Reproduce the line that holds "fn begin_path(&mut self);" together with all the lines after it up to the end of the entries.

*** LISTED RECORDS

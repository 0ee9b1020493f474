//! Drawing-surface capability consumed by render execution.
//!
//! Points arrive in surface coordinates, already globally transformed by
//! the VM. The concrete rasterizer lives outside this crate; tests and the
//! headless CLI use [`RecordingSurface`].

use glam::DVec2;
use scenewire_bytecode::Color;
use serde::{Deserialize, Serialize};

/// External drawing capability.
pub trait Surface {
    fn begin_path(&mut self);
    fn set_fill_color(&mut self, color: Color);
    fn fill(&mut self);
    fn move_to(&mut self, point: DVec2);
    fn line_to(&mut self, point: DVec2);
    fn close_path(&mut self);
}

/// One recorded drawing call.
#[derive(Clone, Copy, Debug, PartialEq, Serialize, Deserialize)]
pub enum SurfaceCall {
    BeginPath,
    SetFillColor(Color),
    Fill,
    MoveTo(DVec2),
    LineTo(DVec2),
    ClosePath,
}

/// Surface that records calls instead of drawing.
#[derive(Clone, Debug, Default)]
pub struct RecordingSurface {
    calls: Vec<SurfaceCall>,
}

impl RecordingSurface {
    pub fn new() -> Self {
        Self::default()
    }

    pub fn calls(&self) -> &[SurfaceCall] {
        &self.calls
    }

    /// Drain the recorded calls, leaving the surface empty for the next
    /// frame.
    pub fn take_calls(&mut self) -> Vec<SurfaceCall> {
        std::mem::take(&mut self.calls)
    }
}

impl Surface for RecordingSurface {
    fn begin_path(&mut self) {
        self.calls.push(SurfaceCall::BeginPath);
    }

    fn set_fill_color(&mut self, color: Color) {
        self.calls.push(SurfaceCall::SetFillColor(color));
    }

    fn fill(&mut self) {
        self.calls.push(SurfaceCall::Fill);
    }

    fn move_to(&mut self, point: DVec2) {
        self.calls.push(SurfaceCall::MoveTo(point));
    }

    fn line_to(&mut self, point: DVec2) {
        self.calls.push(SurfaceCall::LineTo(point));
    }

    fn close_path(&mut self) {
        self.calls.push(SurfaceCall::ClosePath);
    }
}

******

### RESPONSE TO THE TASK
    fn begin_path(&mut self);
    fn set_fill_color(&mut self, color: Color);
    fn fill(&mut self);
    fn move_to(&mut self, point: DVec2);
    fn line_to(&mut self, point: DVec2);
    fn close_path(&mut self);
}

/// One recorded drawing call.
#[derive(Clone, Copy, Debug, PartialEq, Serialize, Deserialize)]
pub enum SurfaceCall {
    BeginPath,
    SetFillColor(Color),
    Fill,
    MoveTo(DVec2),
    LineTo(DVec2),
    ClosePath,
}

/// Surface that records calls instead of drawing.
#[derive(Clone, Debug, Default)]
pub struct RecordingSurface {
    calls: Vec<SurfaceCall>,
}

impl RecordingSurface {
    pub fn new() -> Self {
        Self::default()
    }

    pub fn calls(&self) -> &[SurfaceCall] {
        &self.calls
    }

    /// Drain the recorded calls, leaving the surface empty for the next
    /// frame.
    pub fn take_calls(&mut self) -> Vec<SurfaceCall> {
        std::mem::take(&mut self.calls)
    }
}

impl Surface for RecordingSurface {
    fn begin_path(&mut self) {
        self.calls.push(SurfaceCall::BeginPath);
    }

    fn set_fill_color(&mut self, color: Color) {
        self.calls.push(SurfaceCall::SetFillColor(color));
    }

    fn fill(&mut self) {
        self.calls.push(SurfaceCall::Fill);
    }

    fn move_to(&mut self, point: DVec2) {
        self.calls.push(SurfaceCall::MoveTo(point));
    }

    fn line_to(&mut self, point: DVec2) {
        self.calls.push(SurfaceCall::LineTo(point));
    }

    fn close_path(&mut self) {
        self.calls.push(SurfaceCall::ClosePath);
    }
}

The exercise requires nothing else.